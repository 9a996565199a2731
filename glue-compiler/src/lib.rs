//! glue binding generator
//!
//! Turns a binding description plus the WebIDL it references into C glue
//! code for a JavaScript engine. The work happens in stages: build the
//! binding descriptor, then run the emission passes of the selected backend
//! against one output sink. Each stage has its own exit status.

pub mod backend;
pub mod binding;
pub mod config;
pub mod duktape;
pub mod jsapi;
pub mod loader;
pub mod pipeline;
pub mod resolve;

// Re-export main types
pub use backend::{BackendFactory, BackendTarget, BindingBackend, EmitError};
pub use binding::{Binding, BindingError, BindingSource, PrivateField};
pub use config::{ConfigError, GeneratorConfig};
pub use loader::{FsLoader, LoadError, MemoryLoader, WebIdlLoader};
pub use pipeline::{GenerateError, GenerationReport, Stage, StageError};
pub use resolve::{resolve, DefinitionKind, InterfaceMembers, ResolveError};

use glue_parser::{dump::dump, parse_binding, ParseError};
use std::fs::File;
use std::io::{BufWriter, Write};
use std::path::{Path, PathBuf};
use tracing::{debug, info};

pub type Result<T> = std::result::Result<T, GeneratorError>;

/// Generator errors
#[derive(Debug, thiserror::Error)]
pub enum GeneratorError {
    #[error("Configuration error: {0}")]
    Config(#[from] ConfigError),

    #[error("Unknown backend: {name}")]
    UnknownBackend { name: String },

    #[error("Error reading binding {path:?}: {source}")]
    ReadBinding { path: PathBuf, source: std::io::Error },

    #[error("Error parsing binding {path:?}: {source}")]
    ParseBinding { path: PathBuf, source: ParseError },

    #[error("Error opening output {path:?}: {source}")]
    OpenOutput { path: PathBuf, source: std::io::Error },

    #[error(transparent)]
    Generate(#[from] GenerateError),
}

impl GeneratorError {
    /// Process exit status for this failure
    pub fn exit_code(&self) -> i32 {
        match self {
            GeneratorError::Config(_) | GeneratorError::UnknownBackend { .. } => 1,
            GeneratorError::ReadBinding { .. } | GeneratorError::ParseBinding { .. } => 2,
            GeneratorError::OpenOutput { .. } => 3,
            GeneratorError::Generate(e) => e.exit_code(),
        }
    }
}

/// Builder for fluent configuration
pub struct GeneratorBuilder {
    config: GeneratorConfig,
}

impl GeneratorBuilder {
    pub fn new() -> Self {
        Self {
            config: GeneratorConfig::default(),
        }
    }

    pub fn idl_path(mut self, path: impl Into<PathBuf>) -> Self {
        self.config.idl_paths.push(path.into());
        self
    }

    pub fn backend(mut self, name: &str) -> Self {
        self.config.backend = Some(name.to_string());
        self
    }

    pub fn dump_webidl(mut self, enabled: bool) -> Self {
        self.config.dump_webidl = enabled;
        self
    }

    pub fn verbose(mut self, enabled: bool) -> Self {
        self.config.verbose = enabled;
        self
    }

    pub fn build(self) -> std::result::Result<Generator, ConfigError> {
        Generator::new(self.config)
    }
}

impl Default for GeneratorBuilder {
    fn default() -> Self {
        Self::new()
    }
}

/// Main generator interface
#[derive(Debug, Clone)]
pub struct Generator {
    config: GeneratorConfig,
}

impl Generator {
    pub fn new(config: GeneratorConfig) -> std::result::Result<Self, ConfigError> {
        config.validate()?;
        Ok(Self { config })
    }

    pub fn config(&self) -> &GeneratorConfig {
        &self.config
    }

    /// Read and parse a binding file, then build its descriptor
    pub fn load(&self, binding_path: &Path) -> Result<BindingSource> {
        let text = std::fs::read_to_string(binding_path).map_err(|source| GeneratorError::ReadBinding {
            path: binding_path.to_path_buf(),
            source,
        })?;
        let binding_ast = parse_binding(&text).map_err(|source| GeneratorError::ParseBinding {
            path: binding_path.to_path_buf(),
            source,
        })?;

        let mut loader = FsLoader::new(self.config.idl_paths.clone());
        if let Some(dir) = binding_path.parent().filter(|d| !d.as_os_str().is_empty()) {
            loader = loader.with_base_dir(dir);
        }

        let source = pipeline::load(binding_ast, &loader)?;
        if self.config.dump_webidl {
            debug!("WebIDL AST:\n{}", dump(source.webidl_ast()));
        }
        Ok(source)
    }

    /// Configured backend, else the one named by the binding's `type`, else jsapi
    pub fn select_backend(&self, source: &BindingSource) -> Result<Box<dyn BindingBackend>> {
        let name = match (&self.config.backend, source.binding_type()) {
            (Some(name), _) => name.as_str(),
            (None, Some(binding_type)) => {
                return BackendFactory::for_binding_type(binding_type).ok_or_else(|| {
                    GeneratorError::UnknownBackend {
                        name: binding_type.to_string(),
                    }
                })
            }
            (None, None) => "jsapi",
        };
        BackendFactory::create_backend(name).ok_or_else(|| GeneratorError::UnknownBackend {
            name: name.to_string(),
        })
    }

    /// Run the emission passes for an already loaded descriptor
    pub fn emit(
        &self,
        source: BindingSource,
        backend: &dyn BindingBackend,
        sink: &mut dyn Write,
    ) -> Result<GenerationReport> {
        let mut binding = Binding::new(sink, source);
        Ok(pipeline::run(&mut binding, backend)?)
    }

    /// Generate the binding described by `binding_path` into `sink`
    pub fn generate(&self, binding_path: &Path, sink: &mut dyn Write) -> Result<GenerationReport> {
        let source = self.load(binding_path)?;
        let backend = self.select_backend(&source)?;
        self.emit(source, backend.as_ref(), sink)
    }

    /// Generate into a file, created only once the descriptor has loaded
    pub fn generate_file(&self, binding_path: &Path, output_path: &Path) -> Result<GenerationReport> {
        let source = self.load(binding_path)?;
        let backend = self.select_backend(&source)?;

        let file = File::create(output_path).map_err(|source| GeneratorError::OpenOutput {
            path: output_path.to_path_buf(),
            source,
        })?;
        let mut sink = BufWriter::new(file);
        let report = self.emit(source, backend.as_ref(), &mut sink)?;
        info!("wrote {}", output_path.display());
        Ok(report)
    }
}

#[cfg(test)]
mod tests {
    use super::*;
    use tempfile::TempDir;

    fn write(dir: &TempDir, name: &str, text: &str) -> PathBuf {
        let path = dir.path().join(name);
        std::fs::write(&path, text).unwrap();
        path
    }

    #[test]
    fn test_generator_builder() {
        let generator = GeneratorBuilder::new()
            .idl_path("idl")
            .backend("duktape")
            .verbose(true)
            .build()
            .unwrap();

        assert_eq!(generator.config().idl_paths, vec![PathBuf::from("idl")]);
        assert_eq!(generator.config().backend.as_deref(), Some("duktape"));
        assert!(generator.config().verbose);
        assert!(GeneratorBuilder::new().backend("v8").build().is_err());
    }

    #[test]
    fn test_backend_selection() {
        let generator = Generator::new(GeneratorConfig::default()).unwrap();
        let source = |text: &str| BindingSource::new(parse_binding(text).unwrap(), None).unwrap();

        let typed = source("binding b { type duk_libdom; interface B; }");
        assert_eq!(generator.select_backend(&typed).unwrap().name(), "duktape");

        let untyped = source("binding b { interface B; }");
        assert_eq!(generator.select_backend(&untyped).unwrap().name(), "jsapi");

        let unknown = source("binding b { type lua_libdom; interface B; }");
        let err = generator.select_backend(&unknown).err().unwrap();
        assert_eq!(err.exit_code(), 1);

        let forced = GeneratorBuilder::new().backend("jsapi").build().unwrap();
        assert_eq!(forced.select_backend(&typed).unwrap().name(), "jsapi");
    }

    #[test]
    fn test_exit_codes_for_early_failures() {
        let dir = TempDir::new().unwrap();
        let generator = Generator::new(GeneratorConfig::default()).unwrap();
        let mut out = Vec::new();

        let missing = dir.path().join("missing.bnd");
        let err = generator.generate(&missing, &mut out).unwrap_err();
        assert!(matches!(err, GeneratorError::ReadBinding { .. }));
        assert_eq!(err.exit_code(), 2);

        let bad = write(&dir, "bad.bnd", "binding {");
        assert_eq!(generator.generate(&bad, &mut out).unwrap_err().exit_code(), 2);

        let unloadable = write(&dir, "nofile.bnd", "webidlfile \"gone.idl\"; binding b { interface B; }");
        assert_eq!(generator.generate(&unloadable, &mut out).unwrap_err().exit_code(), 4);
        assert!(out.is_empty());
    }

    #[test]
    fn test_generate_file_finds_webidl_next_to_binding() {
        let dir = TempDir::new().unwrap();
        write(&dir, "node.idl", "interface Node { attribute long depth; };");
        let binding = write(
            &dir,
            "node.bnd",
            "webidlfile \"node.idl\"; binding node { type js_libdom; interface Node; }",
        );
        let output = dir.path().join("node.c");

        let generator = Generator::new(GeneratorConfig::default()).unwrap();
        let report = generator.generate_file(&binding, &output).unwrap();

        let text = std::fs::read_to_string(&output).unwrap();
        assert_eq!(report.bytes_written(), text.len() as u64);
        assert!(text.contains("JSAPI_PS(depth"));
    }

    #[test]
    fn test_output_not_created_when_load_fails() {
        let dir = TempDir::new().unwrap();
        let binding = write(&dir, "b.bnd", "hdrcomment \"only\";");
        let output = dir.path().join("b.c");

        let generator = Generator::new(GeneratorConfig::default()).unwrap();
        let err = generator.generate_file(&binding, &output).unwrap_err();
        assert_eq!(err.exit_code(), 4);
        assert!(!output.exists());

        let unwritable = dir.path().join("no-such-dir").join("b.c");
        let ok_binding = write(&dir, "ok.bnd", "binding b { interface B; }");
        let err = generator.generate_file(&ok_binding, &unwritable).unwrap_err();
        assert_eq!(err.exit_code(), 3);
    }
}
//! Configuration file scaffolding

use anyhow::{bail, Context, Result};
use glue_compiler::config::{presets, GeneratorConfig};
use std::path::Path;
use tracing::info;

pub fn init_config_command(output: &Path, preset: Option<&str>) -> Result<()> {
    let config = match preset {
        None => GeneratorConfig::default(),
        Some("jsapi") => presets::jsapi_libdom(),
        Some("duktape") => presets::duktape_libdom(),
        Some(other) => bail!("unknown preset {:?}, expected jsapi or duktape", other),
    };

    if output.exists() {
        bail!("{} already exists", output.display());
    }

    config
        .to_file(output)
        .with_context(|| format!("writing {}", output.display()))?;
    info!("wrote {}", output.display());
    Ok(())
}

* [Instructions to follow]
A single figure is required: the number of lines above in which the word "FsLoader" occurs.

* [Task answer]
2